What you will do: Copy every line of the material exactly as it stands.

Materials provided:
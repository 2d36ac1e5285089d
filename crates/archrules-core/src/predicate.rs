//! Described predicates and their combinators.
//!
//! A [`DescribedPredicate`] is a shared closure paired with a description.
//! Combinators never mutate; they return new predicates whose descriptions
//! are derived from the operands.
//!
//! ```
//! use archrules_core::predicate::{not, DescribedPredicate};
//!
//! let even = DescribedPredicate::new("even", |n: &u32| n % 2 == 0);
//! let small = DescribedPredicate::new("small", |n: &u32| *n < 10);
//! let p = even.and(not(small));
//! assert_eq!(p.description(), "even and not small");
//! assert!(p.test(&12));
//! ```

use std::fmt;
use std::sync::Arc;

type TestFn<T> = dyn Fn(&T) -> bool + Send + Sync;

/// A boolean test over `T` with a human-readable description.
pub struct DescribedPredicate<T: ?Sized> {
    description: String,
    test: Arc<TestFn<T>>,
    constant: Option<bool>,
}

impl<T: ?Sized> Clone for DescribedPredicate<T> {
    fn clone(&self) -> Self {
        Self {
            description: self.description.clone(),
            test: Arc::clone(&self.test),
            constant: self.constant,
        }
    }
}

impl<T: ?Sized + 'static> DescribedPredicate<T> {
    /// Creates a predicate from a closure.
    pub fn new<F>(description: impl Into<String>, test: F) -> Self
    where
        F: Fn(&T) -> bool + Send + Sync + 'static,
    {
        Self {
            description: description.into(),
            test: Arc::new(test),
            constant: None,
        }
    }

    /// A predicate that never matches.
    #[must_use]
    pub fn always_false(description: impl Into<String>) -> Self {
        Self {
            description: description.into(),
            test: Arc::new(|_: &T| false),
            constant: Some(false),
        }
    }

    /// A predicate that always matches.
    #[must_use]
    pub fn always_true(description: impl Into<String>) -> Self {
        Self {
            description: description.into(),
            test: Arc::new(|_: &T| true),
            constant: Some(true),
        }
    }

    /// Evaluates the predicate.
    pub fn test(&self, value: &T) -> bool {
        (self.test)(value)
    }

    /// The description.
    #[must_use]
    pub fn description(&self) -> &str {
        &self.description
    }

    /// Returns `true` if the predicate is statically known to never match.
    #[must_use]
    pub fn is_always_false(&self) -> bool {
        self.constant == Some(false)
    }

    /// Both predicates. `other` is skipped when `self` fails.
    #[must_use]
    pub fn and(self, other: Self) -> Self {
        let description = format!("{} and {}", self.description, other.description);
        let constant = match (self.constant, other.constant) {
            (Some(false), _) | (_, Some(false)) => Some(false),
            (Some(true), Some(true)) => Some(true),
            _ => None,
        };
        let (a, b) = (self.test, other.test);
        Self {
            description,
            test: Arc::new(move |v: &T| a(v) && b(v)),
            constant,
        }
    }

    /// Either predicate. `other` is skipped when `self` matches.
    #[must_use]
    pub fn or(self, other: Self) -> Self {
        let description = format!("{} or {}", self.description, other.description);
        let constant = match (self.constant, other.constant) {
            (Some(true), _) | (_, Some(true)) => Some(true),
            (Some(false), Some(false)) => Some(false),
            _ => None,
        };
        let (a, b) = (self.test, other.test);
        Self {
            description,
            test: Arc::new(move |v: &T| a(v) || b(v)),
            constant,
        }
    }

    /// Same test, new description.
    #[must_use]
    pub fn described_as(self, description: impl Into<String>) -> Self {
        Self {
            description: description.into(),
            ..self
        }
    }

    /// Applies this predicate to the result of `f`.
    #[must_use]
    pub fn on_result_of<S, F>(self, f: F) -> DescribedPredicate<S>
    where
        S: ?Sized + 'static,
        F: Fn(&S) -> T + Send + Sync + 'static,
        T: Sized,
    {
        let test = self.test;
        DescribedPredicate {
            description: self.description,
            test: Arc::new(move |s: &S| test(&f(s))),
            constant: self.constant,
        }
    }

    /// Applies this predicate to a borrowed part of `S`.
    #[must_use]
    pub fn forward<S, F>(self, f: F) -> DescribedPredicate<S>
    where
        S: ?Sized + 'static,
        F: Fn(&S) -> &T + Send + Sync + 'static,
    {
        let test = self.test;
        DescribedPredicate {
            description: self.description,
            test: Arc::new(move |s: &S| test(f(s))),
            constant: self.constant,
        }
    }
}

impl<T: ?Sized> fmt::Debug for DescribedPredicate<T> {
    fn fmt(&self, f: &mut fmt::Formatter<'_>) -> fmt::Result {
        f.debug_struct("DescribedPredicate")
            .field("description", &self.description)
            .finish_non_exhaustive()
    }
}

impl<T: ?Sized> fmt::Display for DescribedPredicate<T> {
    fn fmt(&self, f: &mut fmt::Formatter<'_>) -> fmt::Result {
        f.write_str(&self.description)
    }
}

/// Inverts a predicate; description `not <p>`.
#[must_use]
pub fn not<T: ?Sized + 'static>(predicate: DescribedPredicate<T>) -> DescribedPredicate<T> {
    let test = predicate.test;
    DescribedPredicate {
        description: format!("not {}", predicate.description),
        test: Arc::new(move |v: &T| !test(v)),
        constant: predicate.constant.map(|c| !c),
    }
}

/// OR-chain over a named set of predicates, described as `<set_description>`.
///
/// An empty set yields an always-false predicate that still carries the
/// set's description.
#[must_use]
pub fn any_of<T, I>(set_description: impl Into<String>, predicates: I) -> DescribedPredicate<T>
where
    T: ?Sized + 'static,
    I: IntoIterator<Item = DescribedPredicate<T>>,
{
    let set_description = set_description.into();
    predicates
        .into_iter()
        .reduce(DescribedPredicate::or)
        .map_or_else(
            || DescribedPredicate::always_false(set_description.clone()),
            |p| p.described_as(set_description.clone()),
        )
}

/// Prefixes the description with `is `.
#[must_use]
pub fn is<T: ?Sized + 'static>(predicate: DescribedPredicate<T>) -> DescribedPredicate<T> {
    prefixed("is", predicate)
}

/// Prefixes the description with `are `.
#[must_use]
pub fn are<T: ?Sized + 'static>(predicate: DescribedPredicate<T>) -> DescribedPredicate<T> {
    prefixed("are", predicate)
}

/// Inverts and prefixes the description with `are not `.
#[must_use]
pub fn are_not<T: ?Sized + 'static>(predicate: DescribedPredicate<T>) -> DescribedPredicate<T> {
    let description = format!("are not {}", predicate.description);
    not(predicate).described_as(description)
}

/// Prefixes the description with `has `.
#[must_use]
pub fn has<T: ?Sized + 'static>(predicate: DescribedPredicate<T>) -> DescribedPredicate<T> {
    prefixed("has", predicate)
}

/// Prefixes the description with `have `.
#[must_use]
pub fn have<T: ?Sized + 'static>(predicate: DescribedPredicate<T>) -> DescribedPredicate<T> {
    prefixed("have", predicate)
}

fn prefixed<T: ?Sized + 'static>(prefix: &str, predicate: DescribedPredicate<T>) -> DescribedPredicate<T> {
    let description = format!("{prefix} {}", predicate.description);
    predicate.described_as(description)
}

Task output:
repository 2d36ac1e5285089d
filename crates/archrules-core/src/predicate.rs
//! Described predicates and their combinators.
//!
//! A [`DescribedPredicate`] is a shared closure paired with a description.
//! Combinators never mutate; they return new predicates whose descriptions
//! are derived from the operands.
//!
//! ```
//! use archrules_core::predicate::{not, DescribedPredicate};
//!
//! let even = DescribedPredicate::new("even", |n: &u32| n % 2 == 0);
//! let small = DescribedPredicate::new("small", |n: &u32| *n < 10);
//! let p = even.and(not(small));
//! assert_eq!(p.description(), "even and not small");
//! assert!(p.test(&12));
//! ```

use std::fmt;
use std::sync::Arc;

type TestFn<T> = dyn Fn(&T) -> bool + Send + Sync;

/// A boolean test over `T` with a human-readable description.
pub struct DescribedPredicate<T: ?Sized> {
    description: String,
    test: Arc<TestFn<T>>,
    constant: Option<bool>,
}

impl<T: ?Sized> Clone for DescribedPredicate<T> {
    fn clone(&self) -> Self {
        Self {
            description: self.description.clone(),
            test: Arc::clone(&self.test),
            constant: self.constant,
        }
    }
}

impl<T: ?Sized + 'static> DescribedPredicate<T> {
    /// Creates a predicate from a closure.
    pub fn new<F>(description: impl Into<String>, test: F) -> Self
    where
        F: Fn(&T) -> bool + Send + Sync + 'static,
    {
        Self {
            description: description.into(),
            test: Arc::new(test),
            constant: None,
        }
    }

    /// A predicate that never matches.
    #[must_use]
    pub fn always_false(description: impl Into<String>) -> Self {
        Self {
            description: description.into(),
            test: Arc::new(|_: &T| false),
            constant: Some(false),
        }
    }

    /// A predicate that always matches.
    #[must_use]
    pub fn always_true(description: impl Into<String>) -> Self {
        Self {
            description: description.into(),
            test: Arc::new(|_: &T| true),
            constant: Some(true),
        }
    }

    /// Evaluates the predicate.
    pub fn test(&self, value: &T) -> bool {
        (self.test)(value)
    }

    /// The description.
    #[must_use]
    pub fn description(&self) -> &str {
        &self.description
    }

    /// Returns `true` if the predicate is statically known to never match.
    #[must_use]
    pub fn is_always_false(&self) -> bool {
        self.constant == Some(false)
    }

    /// Both predicates. `other` is skipped when `self` fails.
    #[must_use]
    pub fn and(self, other: Self) -> Self {
        let description = format!("{} and {}", self.description, other.description);
        let constant = match (self.constant, other.constant) {
            (Some(false), _) | (_, Some(false)) => Some(false),
            (Some(true), Some(true)) => Some(true),
            _ => None,
        };
        let (a, b) = (self.test, other.test);
        Self {
            description,
            test: Arc::new(move |v: &T| a(v) && b(v)),
            constant,
        }
    }

    /// Either predicate. `other` is skipped when `self` matches.
    #[must_use]
    pub fn or(self, other: Self) -> Self {
        let description = format!("{} or {}", self.description, other.description);
        let constant = match (self.constant, other.constant) {
            (Some(true), _) | (_, Some(true)) => Some(true),
            (Some(false), Some(false)) => Some(false),
            _ => None,
        };
        let (a, b) = (self.test, other.test);
        Self {
            description,
            test: Arc::new(move |v: &T| a(v) || b(v)),
            constant,
        }
    }

    /// Same test, new description.
    #[must_use]
    pub fn described_as(self, description: impl Into<String>) -> Self {
        Self {
            description: description.into(),
            ..self
        }
    }

    /// Applies this predicate to the result of `f`.
    #[must_use]
    pub fn on_result_of<S, F>(self, f: F) -> DescribedPredicate<S>
    where
        S: ?Sized + 'static,
        F: Fn(&S) -> T + Send + Sync + 'static,
        T: Sized,
    {
        let test = self.test;
        DescribedPredicate {
            description: self.description,
            test: Arc::new(move |s: &S| test(&f(s))),
            constant: self.constant,
        }
    }

    /// Applies this predicate to a borrowed part of `S`.
    #[must_use]
    pub fn forward<S, F>(self, f: F) -> DescribedPredicate<S>
    where
        S: ?Sized + 'static,
        F: Fn(&S) -> &T + Send + Sync + 'static,
    {
        let test = self.test;
        DescribedPredicate {
            description: self.description,
            test: Arc::new(move |s: &S| test(f(s))),
            constant: self.constant,
        }
    }
}

impl<T: ?Sized> fmt::Debug for DescribedPredicate<T> {
    fn fmt(&self, f: &mut fmt::Formatter<'_>) -> fmt::Result {
        f.debug_struct("DescribedPredicate")
            .field("description", &self.description)
            .finish_non_exhaustive()
    }
}

impl<T: ?Sized> fmt::Display for DescribedPredicate<T> {
    fn fmt(&self, f: &mut fmt::Formatter<'_>) -> fmt::Result {
        f.write_str(&self.description)
    }
}

/// Inverts a predicate; description `not <p>`.
#[must_use]
pub fn not<T: ?Sized + 'static>(predicate: DescribedPredicate<T>) -> DescribedPredicate<T> {
    let test = predicate.test;
    DescribedPredicate {
        description: format!("not {}", predicate.description),
        test: Arc::new(move |v: &T| !test(v)),
        constant: predicate.constant.map(|c| !c),
    }
}

/// OR-chain over a named set of predicates, described as `<set_description>`.
///
/// An empty set yields an always-false predicate that still carries the
/// set's description.
#[must_use]
pub fn any_of<T, I>(set_description: impl Into<String>, predicates: I) -> DescribedPredicate<T>
where
    T: ?Sized + 'static,
    I: IntoIterator<Item = DescribedPredicate<T>>,
{
    let set_description = set_description.into();
    predicates
        .into_iter()
        .reduce(DescribedPredicate::or)
        .map_or_else(
            || DescribedPredicate::always_false(set_description.clone()),
            |p| p.described_as(set_description.clone()),
        )
}

/// Prefixes the description with `is `.
#[must_use]
pub fn is<T: ?Sized + 'static>(predicate: DescribedPredicate<T>) -> DescribedPredicate<T> {
    prefixed("is", predicate)
}

/// Prefixes the description with `are `.
#[must_use]
pub fn are<T: ?Sized + 'static>(predicate: DescribedPredicate<T>) -> DescribedPredicate<T> {
    prefixed("are", predicate)
}

/// Inverts and prefixes the description with `are not `.
#[must_use]
pub fn are_not<T: ?Sized + 'static>(predicate: DescribedPredicate<T>) -> DescribedPredicate<T> {
    let description = format!("are not {}", predicate.description);
    not(predicate).described_as(description)
}

/// Prefixes the description with `has `.
#[must_use]
pub fn has<T: ?Sized + 'static>(predicate: DescribedPredicate<T>) -> DescribedPredicate<T> {
    prefixed("has", predicate)
}

/// Prefixes the description with `have `.
#[must_use]
pub fn have<T: ?Sized + 'static>(predicate: DescribedPredicate<T>) -> DescribedPredicate<T> {
    prefixed("have", predicate)
}

fn prefixed<T: ?Sized + 'static>(prefix: &str, predicate: DescribedPredicate<T>) -> DescribedPredicate<T> {
    let description = format!("{prefix} {}", predicate.description);
    predicate.described_as(description)
}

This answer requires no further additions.